* **PROMPT**:
Across these entries, work out how many lines carry the string "AUTHORIZATION", and give only that number.
——————————
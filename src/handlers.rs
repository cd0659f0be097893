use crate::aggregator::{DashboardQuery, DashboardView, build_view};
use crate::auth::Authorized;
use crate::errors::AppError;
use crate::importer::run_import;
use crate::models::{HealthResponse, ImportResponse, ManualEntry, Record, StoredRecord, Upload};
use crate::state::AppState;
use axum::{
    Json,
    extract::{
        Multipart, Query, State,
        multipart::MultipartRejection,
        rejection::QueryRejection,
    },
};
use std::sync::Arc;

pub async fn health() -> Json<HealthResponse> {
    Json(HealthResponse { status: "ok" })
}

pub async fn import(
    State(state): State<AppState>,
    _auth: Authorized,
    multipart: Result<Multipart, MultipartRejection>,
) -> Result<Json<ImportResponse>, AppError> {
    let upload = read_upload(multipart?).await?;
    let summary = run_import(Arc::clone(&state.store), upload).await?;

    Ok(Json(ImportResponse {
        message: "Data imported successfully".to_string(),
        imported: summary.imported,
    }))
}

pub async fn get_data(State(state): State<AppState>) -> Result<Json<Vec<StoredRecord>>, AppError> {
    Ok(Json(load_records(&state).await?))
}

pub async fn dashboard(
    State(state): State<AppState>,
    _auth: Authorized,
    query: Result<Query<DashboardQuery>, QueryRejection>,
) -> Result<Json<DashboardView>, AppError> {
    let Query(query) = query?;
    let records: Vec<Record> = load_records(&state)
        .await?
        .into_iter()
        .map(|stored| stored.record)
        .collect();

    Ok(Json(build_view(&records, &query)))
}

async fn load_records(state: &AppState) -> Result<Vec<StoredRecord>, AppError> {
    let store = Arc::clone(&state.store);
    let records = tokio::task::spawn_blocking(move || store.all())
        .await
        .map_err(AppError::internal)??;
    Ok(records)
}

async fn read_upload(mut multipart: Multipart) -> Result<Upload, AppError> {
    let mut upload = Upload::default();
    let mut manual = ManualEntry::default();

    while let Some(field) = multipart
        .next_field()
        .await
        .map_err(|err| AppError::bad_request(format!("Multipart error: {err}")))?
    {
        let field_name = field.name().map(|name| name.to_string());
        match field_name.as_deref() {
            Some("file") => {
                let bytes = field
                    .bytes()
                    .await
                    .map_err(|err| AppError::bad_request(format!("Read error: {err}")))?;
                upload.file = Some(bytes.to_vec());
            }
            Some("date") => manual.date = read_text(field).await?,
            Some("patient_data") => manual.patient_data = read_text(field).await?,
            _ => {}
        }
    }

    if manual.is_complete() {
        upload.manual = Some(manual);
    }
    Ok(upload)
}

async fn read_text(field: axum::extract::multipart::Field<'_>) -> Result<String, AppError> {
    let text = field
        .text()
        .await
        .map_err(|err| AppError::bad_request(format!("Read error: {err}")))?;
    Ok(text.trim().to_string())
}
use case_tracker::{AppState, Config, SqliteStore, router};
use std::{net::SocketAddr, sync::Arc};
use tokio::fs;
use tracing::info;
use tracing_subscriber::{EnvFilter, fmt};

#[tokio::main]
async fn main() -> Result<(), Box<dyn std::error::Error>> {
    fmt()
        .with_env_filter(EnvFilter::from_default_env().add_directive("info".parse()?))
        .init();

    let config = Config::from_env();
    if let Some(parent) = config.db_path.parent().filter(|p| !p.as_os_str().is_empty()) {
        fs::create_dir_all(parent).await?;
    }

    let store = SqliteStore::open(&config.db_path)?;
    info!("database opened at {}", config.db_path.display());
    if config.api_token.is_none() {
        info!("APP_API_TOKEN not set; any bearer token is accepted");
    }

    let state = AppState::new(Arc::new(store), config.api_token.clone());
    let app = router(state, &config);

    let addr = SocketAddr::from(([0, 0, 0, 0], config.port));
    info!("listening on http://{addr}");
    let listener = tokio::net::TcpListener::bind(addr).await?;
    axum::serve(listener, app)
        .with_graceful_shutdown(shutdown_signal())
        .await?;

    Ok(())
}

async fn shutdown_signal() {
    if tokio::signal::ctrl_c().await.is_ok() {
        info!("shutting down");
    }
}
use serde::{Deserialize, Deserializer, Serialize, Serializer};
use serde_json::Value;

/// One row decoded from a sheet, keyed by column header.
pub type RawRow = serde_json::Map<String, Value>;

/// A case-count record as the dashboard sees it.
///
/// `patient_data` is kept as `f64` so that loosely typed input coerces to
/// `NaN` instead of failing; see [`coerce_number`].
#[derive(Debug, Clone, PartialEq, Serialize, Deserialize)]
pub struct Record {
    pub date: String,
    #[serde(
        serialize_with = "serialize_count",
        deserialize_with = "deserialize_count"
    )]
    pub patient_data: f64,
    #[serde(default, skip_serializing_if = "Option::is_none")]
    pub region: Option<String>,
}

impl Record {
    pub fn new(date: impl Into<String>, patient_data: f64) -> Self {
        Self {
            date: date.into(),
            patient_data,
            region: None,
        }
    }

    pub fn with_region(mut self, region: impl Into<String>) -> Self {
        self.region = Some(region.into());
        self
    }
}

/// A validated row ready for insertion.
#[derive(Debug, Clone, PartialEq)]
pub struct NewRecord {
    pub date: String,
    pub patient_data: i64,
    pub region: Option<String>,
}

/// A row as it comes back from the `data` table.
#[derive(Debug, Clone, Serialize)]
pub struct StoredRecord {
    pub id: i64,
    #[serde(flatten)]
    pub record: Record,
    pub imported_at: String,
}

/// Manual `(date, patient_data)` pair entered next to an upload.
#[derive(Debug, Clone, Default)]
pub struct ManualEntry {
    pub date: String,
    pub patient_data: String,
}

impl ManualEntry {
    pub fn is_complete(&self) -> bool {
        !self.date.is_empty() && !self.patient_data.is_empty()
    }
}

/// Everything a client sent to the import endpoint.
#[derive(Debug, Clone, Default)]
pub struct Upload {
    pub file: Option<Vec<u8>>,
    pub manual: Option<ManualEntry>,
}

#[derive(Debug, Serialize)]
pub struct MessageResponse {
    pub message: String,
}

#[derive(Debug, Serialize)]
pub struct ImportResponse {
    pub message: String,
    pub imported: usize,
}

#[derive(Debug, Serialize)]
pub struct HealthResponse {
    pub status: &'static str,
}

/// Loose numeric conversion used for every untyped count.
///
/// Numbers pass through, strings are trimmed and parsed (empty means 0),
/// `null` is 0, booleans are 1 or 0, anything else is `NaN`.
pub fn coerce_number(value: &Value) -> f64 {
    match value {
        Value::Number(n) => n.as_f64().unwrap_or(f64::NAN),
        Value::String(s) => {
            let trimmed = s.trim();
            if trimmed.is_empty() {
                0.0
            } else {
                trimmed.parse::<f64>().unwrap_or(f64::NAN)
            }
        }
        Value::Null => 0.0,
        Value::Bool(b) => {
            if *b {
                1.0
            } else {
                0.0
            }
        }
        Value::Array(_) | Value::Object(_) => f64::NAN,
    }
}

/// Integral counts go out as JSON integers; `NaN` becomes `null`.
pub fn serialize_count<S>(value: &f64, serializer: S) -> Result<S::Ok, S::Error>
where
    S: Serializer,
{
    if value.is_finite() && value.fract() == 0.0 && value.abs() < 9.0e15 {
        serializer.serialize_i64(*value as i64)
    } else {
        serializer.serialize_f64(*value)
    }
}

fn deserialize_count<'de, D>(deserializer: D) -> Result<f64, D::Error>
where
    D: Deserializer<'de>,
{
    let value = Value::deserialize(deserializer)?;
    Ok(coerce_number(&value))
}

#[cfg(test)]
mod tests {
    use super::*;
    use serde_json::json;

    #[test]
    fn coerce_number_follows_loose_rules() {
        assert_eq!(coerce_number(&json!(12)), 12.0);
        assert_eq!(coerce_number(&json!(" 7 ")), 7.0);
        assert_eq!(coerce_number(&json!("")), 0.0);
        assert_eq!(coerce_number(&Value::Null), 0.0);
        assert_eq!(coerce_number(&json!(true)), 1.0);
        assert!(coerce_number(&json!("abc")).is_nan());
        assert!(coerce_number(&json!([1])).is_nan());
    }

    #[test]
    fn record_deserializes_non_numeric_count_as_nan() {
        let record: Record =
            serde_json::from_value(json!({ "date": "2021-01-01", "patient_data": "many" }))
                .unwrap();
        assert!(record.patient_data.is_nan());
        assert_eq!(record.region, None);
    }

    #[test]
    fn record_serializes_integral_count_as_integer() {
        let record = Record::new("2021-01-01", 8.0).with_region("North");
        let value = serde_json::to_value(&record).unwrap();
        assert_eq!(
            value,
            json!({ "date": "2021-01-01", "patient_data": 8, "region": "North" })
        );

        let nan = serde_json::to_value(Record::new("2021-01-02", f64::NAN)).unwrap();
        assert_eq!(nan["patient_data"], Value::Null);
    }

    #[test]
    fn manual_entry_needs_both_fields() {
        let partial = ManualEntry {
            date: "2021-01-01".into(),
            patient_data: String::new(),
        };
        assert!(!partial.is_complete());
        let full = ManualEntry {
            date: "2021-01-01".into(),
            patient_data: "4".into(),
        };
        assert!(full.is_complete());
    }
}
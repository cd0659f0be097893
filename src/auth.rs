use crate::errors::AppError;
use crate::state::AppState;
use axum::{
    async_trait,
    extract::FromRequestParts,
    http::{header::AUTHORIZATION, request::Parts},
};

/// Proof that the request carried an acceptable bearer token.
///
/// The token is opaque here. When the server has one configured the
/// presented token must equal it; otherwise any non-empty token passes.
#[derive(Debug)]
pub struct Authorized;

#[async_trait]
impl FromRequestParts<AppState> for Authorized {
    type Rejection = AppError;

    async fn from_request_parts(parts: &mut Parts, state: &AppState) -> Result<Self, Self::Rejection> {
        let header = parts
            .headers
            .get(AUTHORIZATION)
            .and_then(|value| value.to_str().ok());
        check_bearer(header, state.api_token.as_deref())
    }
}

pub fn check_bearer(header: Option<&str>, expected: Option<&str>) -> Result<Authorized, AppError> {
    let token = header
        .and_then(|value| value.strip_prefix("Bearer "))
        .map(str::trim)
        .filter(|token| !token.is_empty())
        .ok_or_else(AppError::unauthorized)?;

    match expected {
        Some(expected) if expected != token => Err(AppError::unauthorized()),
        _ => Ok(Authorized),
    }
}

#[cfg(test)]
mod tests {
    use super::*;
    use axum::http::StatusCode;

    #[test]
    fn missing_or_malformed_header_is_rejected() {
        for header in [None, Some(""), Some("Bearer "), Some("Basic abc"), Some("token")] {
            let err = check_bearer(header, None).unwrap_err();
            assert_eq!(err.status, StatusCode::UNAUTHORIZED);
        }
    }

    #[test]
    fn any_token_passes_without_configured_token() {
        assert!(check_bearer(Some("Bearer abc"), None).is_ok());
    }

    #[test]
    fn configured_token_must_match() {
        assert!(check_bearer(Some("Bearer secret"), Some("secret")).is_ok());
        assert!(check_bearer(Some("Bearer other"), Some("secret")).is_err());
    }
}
——————————
* **TASK RESPONSE**:
2